Buckwheat honey was in great supply when this crop was common for farmers and it provided a very important nectar source for beekeepers. Many times supply exceeded demand for this honey.
Buckwheat honey also has higher levels of anti-oxidants and like blueberry honey has demonstrated antibacterial properties in research, making it a healthy choice as well as a bold one.
Today this honey is so uncommon and so distinct it may command a higher price than almost any other honey!
WHIZZ NOTE: Buckwheat honey will be thick, dark, and strong in ways no other nectar source can supply!
Flavor...has uniquely strong molasses and malty tones with a lingering aftertaste.
Color...is very dark and molasses like brown.
Storage...this honey is thick and granulates quickly.
Buckwheat is a short season crop that is flexible to planting times.

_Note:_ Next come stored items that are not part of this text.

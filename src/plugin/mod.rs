//! The plugin contract between the engine and third-party code.
//!
//! An **algorithm** implements [`Algorithm`]; a **fitness function**
//! implements [`FitnessFunction`]. Both are packaged into loadable units:
//! a [`LoadedUnit`] carries a manifest of entries, each naming the
//! [`Capability`] it provides and a factory that instantiates it. Units are
//! served by a [`PluginStore`].
//!
//! # Parameter convention for algorithm authors
//!
//! The engine calls [`Algorithm::solve`] with a flat parameter vector:
//!
//! | Position | Meaning |
//! |----------|---------|
//! | `0..n` | hyper-parameters, in the order of [`Algorithm::parameter_descriptors`] |
//! | `n` | population size (sweep runs) |
//! | `n + 1` | iteration count (sweep runs) |
//!
//! Single runs pass the caller's parameter vector through unchanged.
//!
//! # Available stores
//!
//! | Store | Description | Feature flag |
//! |-------|-------------|-------------|
//! | [`MemoryPluginStore`] | Units registered in-process (the default) | always |
//! | `DylibPluginStore` | Units loaded from dynamic libraries in two directories | `dylib` |

#[cfg(feature = "dylib")]
pub mod dylib;
mod memory;

use core::fmt;
use std::sync::Arc;

#[cfg(feature = "dylib")]
pub use dylib::{DylibPluginStore, PluginDeclaration, UnitBuilder};
pub use memory::MemoryPluginStore;
use serde::{Deserialize, Serialize};

use crate::domain::Domain;
use crate::error::{EvaluationError, Result};
use crate::evaluator::Evaluator;
use crate::parameter::ParameterDescriptor;

/// The kind of capability a unit entry provides.
#[derive(Clone, Copy, Debug, PartialEq, Eq, Hash, Serialize, Deserialize)]
pub enum Capability {
    /// An optimization algorithm.
    Algorithm,
    /// A fitness (objective) function.
    FitnessFunction,
}

impl fmt::Display for Capability {
    fn fmt(&self, f: &mut fmt::Formatter<'_>) -> fmt::Result {
        match self {
            Self::Algorithm => f.write_str("algorithm"),
            Self::FitnessFunction => f.write_str("fitness function"),
        }
    }
}

/// How an algorithm calls its evaluator.
#[derive(Clone, Copy, Debug, Default, PartialEq, Eq, Hash, Serialize, Deserialize)]
pub enum EvaluatorShape {
    /// One point per call: `f(x) -> f64`.
    #[default]
    Point,
    /// A whole population per call: `f(xs) -> Vec<f64>`.
    Batch,
}

/// The evaluation signature a fitness function offers.
#[derive(Clone, Copy, Debug, Default, PartialEq, Eq, Serialize, Deserialize)]
pub struct Signature {
    /// The calling convention the function implements.
    pub shape: EvaluatorShape,
    /// The fixed input dimension, or `None` if any dimension is accepted.
    pub dimension: Option<usize>,
}

impl Signature {
    /// Point-shaped signature accepting any dimension.
    #[must_use]
    pub fn point() -> Self {
        Self::default()
    }

    /// Batch-shaped signature accepting any dimension.
    #[must_use]
    pub fn batch() -> Self {
        Self {
            shape: EvaluatorShape::Batch,
            dimension: None,
        }
    }

    /// Restrict the signature to a fixed dimension.
    #[must_use]
    pub fn with_dimension(mut self, dimension: usize) -> Self {
        self.dimension = Some(dimension);
        self
    }
}

/// The best point an algorithm found in one `solve` call.
#[derive(Clone, Debug, PartialEq)]
pub struct Solution {
    /// The best point found.
    pub best_point: Vec<f64>,
    /// The fitness at `best_point`.
    pub best_value: f64,
}

/// An optimization algorithm.
///
/// A fresh instance is created for every request, so `solve` may keep
/// scratch state on `self`. Instances are never shared between threads
/// concurrently.
pub trait Algorithm: Send {
    /// Display name of the algorithm.
    fn name(&self) -> &str;

    /// The tunable hyper-parameters, in positional order.
    fn parameter_descriptors(&self) -> Vec<ParameterDescriptor>;

    /// The evaluator shape this algorithm calls. Defaults to
    /// [`EvaluatorShape::Point`].
    fn evaluator_shape(&self) -> EvaluatorShape {
        EvaluatorShape::Point
    }

    /// Minimize the evaluator over `domain`.
    ///
    /// `parameters` follows the positional convention described in the
    /// [module docs](self).
    ///
    /// # Errors
    ///
    /// Returns any [`EvaluationError`] raised by the evaluator or by the
    /// algorithm itself.
    fn solve(
        &mut self,
        evaluator: &Evaluator<'_>,
        domain: &Domain,
        parameters: &[f64],
    ) -> core::result::Result<Solution, EvaluationError>;
}

/// A fitness function to be minimized.
pub trait FitnessFunction: Send + Sync {
    /// The signature this function offers. Defaults to a point-shaped
    /// signature of any dimension.
    fn signature(&self) -> Signature {
        Signature::point()
    }

    /// Evaluate a single point.
    ///
    /// # Errors
    ///
    /// Returns an [`EvaluationError`] if the point cannot be evaluated.
    fn evaluate(&self, x: &[f64]) -> core::result::Result<f64, EvaluationError>;

    /// Evaluate a batch of points.
    ///
    /// The default evaluates each point with [`evaluate`](Self::evaluate).
    ///
    /// # Errors
    ///
    /// Returns the first [`EvaluationError`] encountered.
    fn evaluate_batch(&self, xs: &[Vec<f64>]) -> core::result::Result<Vec<f64>, EvaluationError> {
        xs.iter().map(|x| self.evaluate(x)).collect()
    }
}

/// Factory producing a fresh algorithm instance.
pub type AlgorithmFactory = Box<dyn Fn() -> Box<dyn Algorithm> + Send + Sync>;

/// Factory producing a fresh fitness-function instance.
pub type FitnessFunctionFactory = Box<dyn Fn() -> Box<dyn FitnessFunction> + Send + Sync>;

/// One capability declared in a unit's manifest.
pub enum UnitEntry {
    /// An algorithm factory.
    Algorithm(AlgorithmFactory),
    /// A fitness-function factory.
    FitnessFunction(FitnessFunctionFactory),
}

impl UnitEntry {
    /// Wraps an algorithm constructor.
    #[must_use]
    pub fn algorithm<A, F>(factory: F) -> Self
    where
        A: Algorithm + 'static,
        F: Fn() -> A + Send + Sync + 'static,
    {
        Self::Algorithm(Box::new(move || -> Box<dyn Algorithm> { Box::new(factory()) }))
    }

    /// Wraps a fitness-function constructor.
    #[must_use]
    pub fn fitness_function<T, F>(factory: F) -> Self
    where
        T: FitnessFunction + 'static,
        F: Fn() -> T + Send + Sync + 'static,
    {
        Self::FitnessFunction(Box::new(move || -> Box<dyn FitnessFunction> {
            Box::new(factory())
        }))
    }

    /// The capability this entry provides.
    #[must_use]
    pub fn capability(&self) -> Capability {
        match self {
            Self::Algorithm(_) => Capability::Algorithm,
            Self::FitnessFunction(_) => Capability::FitnessFunction,
        }
    }
}

impl fmt::Debug for UnitEntry {
    fn fmt(&self, f: &mut fmt::Formatter<'_>) -> fmt::Result {
        f.debug_tuple("UnitEntry").field(&self.capability()).finish()
    }
}

/// A loadable unit: a name plus the manifest of capabilities it provides.
#[derive(Debug)]
pub struct UnitManifest {
    /// The unit's name.
    pub name: String,
    /// Declared capabilities, in declaration order.
    pub entries: Vec<UnitEntry>,
}

impl UnitManifest {
    /// Creates an empty manifest.
    #[must_use]
    pub fn new(name: impl Into<String>) -> Self {
        Self {
            name: name.into(),
            entries: Vec::new(),
        }
    }

    /// Adds an entry.
    #[must_use]
    pub fn with_entry(mut self, entry: UnitEntry) -> Self {
        self.entries.push(entry);
        self
    }
}

/// A unit handed out by a [`PluginStore`].
///
/// Holds the manifest and, for units backed by a dynamic library, the
/// library itself so that it outlives every instance created from it.
#[derive(Clone, Debug)]
pub struct LoadedUnit {
    manifest: Arc<UnitManifest>,
    #[cfg(feature = "dylib")]
    library: Option<Arc<libloading::Library>>,
}

impl LoadedUnit {
    /// Wraps a shared manifest.
    #[must_use]
    pub fn new(manifest: Arc<UnitManifest>) -> Self {
        Self {
            manifest,
            #[cfg(feature = "dylib")]
            library: None,
        }
    }

    #[cfg(feature = "dylib")]
    pub(crate) fn with_library(
        manifest: Arc<UnitManifest>,
        library: Arc<libloading::Library>,
    ) -> Self {
        Self {
            manifest,
            library: Some(library),
        }
    }

    /// The unit's manifest.
    #[must_use]
    pub fn manifest(&self) -> &UnitManifest {
        &self.manifest
    }

    /// A guard keeping the unit's code mapped while instances are alive.
    pub(crate) fn keep_alive(&self) -> UnitGuard {
        UnitGuard {
            _manifest: Arc::clone(&self.manifest),
            #[cfg(feature = "dylib")]
            _library: self.library.clone(),
        }
    }
}

/// Keeps a unit (and its library, if any) alive. Must be dropped after every
/// instance created from the unit.
#[derive(Debug)]
pub(crate) struct UnitGuard {
    _manifest: Arc<UnitManifest>,
    #[cfg(feature = "dylib")]
    _library: Option<Arc<libloading::Library>>,
}

/// Source of loadable units.
///
/// The set of units is external mutable state: units may appear or vanish
/// between [`algorithm_names`](Self::algorithm_names) and
/// [`load_unit`](Self::load_unit). Implementations must then fail with
/// [`Error::PluginNotFound`](crate::Error::PluginNotFound) rather than panic.
pub trait PluginStore: Send + Sync {
    /// Names of all algorithm units, sorted.
    fn algorithm_names(&self) -> Vec<String>;

    /// Names of all fitness-function units, sorted.
    fn fitness_function_names(&self) -> Vec<String>;

    /// Load the unit called `name` from the `kind` collection.
    ///
    /// # Errors
    ///
    /// Returns [`Error::PluginNotFound`](crate::Error::PluginNotFound) if no
    /// such unit exists, or
    /// [`Error::PluginInvalid`](crate::Error::PluginInvalid) if it exists but
    /// cannot be loaded.
    fn load_unit(&self, kind: Capability, name: &str) -> Result<LoadedUnit>;
}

It may be planted early or late and still produce a crop. This plant does well on low-fertility or acidic soils and will actually perform poorly if soil is too fertile.
Buckwheat is not a grass but is related to sorrel and knotweed. Plants grow quickly up to thirty or fifty inches tall and suppressing any surrounding weeds. They begin setting seed in about six weeks ripening for harvest in about ten to eleven weeks.
Small clusters of white to pink blossoms emerge along the stem as the plant grows and begin to appear within weeks of planting. The timing of the bloom cycle is completely dependent on the time of planting so buckwheat can be a source of nectar as early as June and July to as late as September. Later plantings of buckwheat can prove to be a valuable late season source of nectar flow for the honey bees and their beekeeper.
Buckwheat varieties can be found all around the world and they thrive in many climates, soil types, and weather conditions.
In North America this crop once was commonly grown from Eastern Canada and New England states and west to Wisconsin. Today buckwheat honey is produced in smaller available quantities in many states including Ohio and Pennsylvania.
Worldwide market supply of buckwheat honey has been China, Poland, Russia, USA, and Canada.
Honey and Pollen Potential:
As mentioned earlier... buckwheat once was one of the beekeepers’ greatest sources of nectar and supply of buckwheat honey typically exceeded demand.
Today buckwheat honey has good potential with higher demand and lower supply. This thick, dark, strong flavored honey is so distinct that it is unpleasant to some but highly favored by others.
The buckwheat nectar flow is best with supportive weather. Moist climates with clear, still days and cool nights are ideal to maximize nectar flow providing for one acre to support a hive of honey bees and supply nectar for up to 150lbs of honey in a season.
It is not uncommon for a strong colony to harvest up to 10lbs of honey per day from buckwheat. Interestingly, most of this harvesting is done during the morning hours when the nectar is flowing. In the afternoon, buckwheat flowers will typically not yield nectar causing the bees to be agitated and respond more aggressively if the beekeeper visits the hive in the late afternoon.
Buckwheat is a good pollen producer and may produce a surplus for the beekeeper to harvest. This pollen will tend to be light yellow to light green.
Buckwheat honey is so distinct in flavor, texture, and color... you may decide you do not like it.
None the less, it has become loved by many people and is favored for sauces and baking. In addition, it has higher levels of health benefits than most other honeys!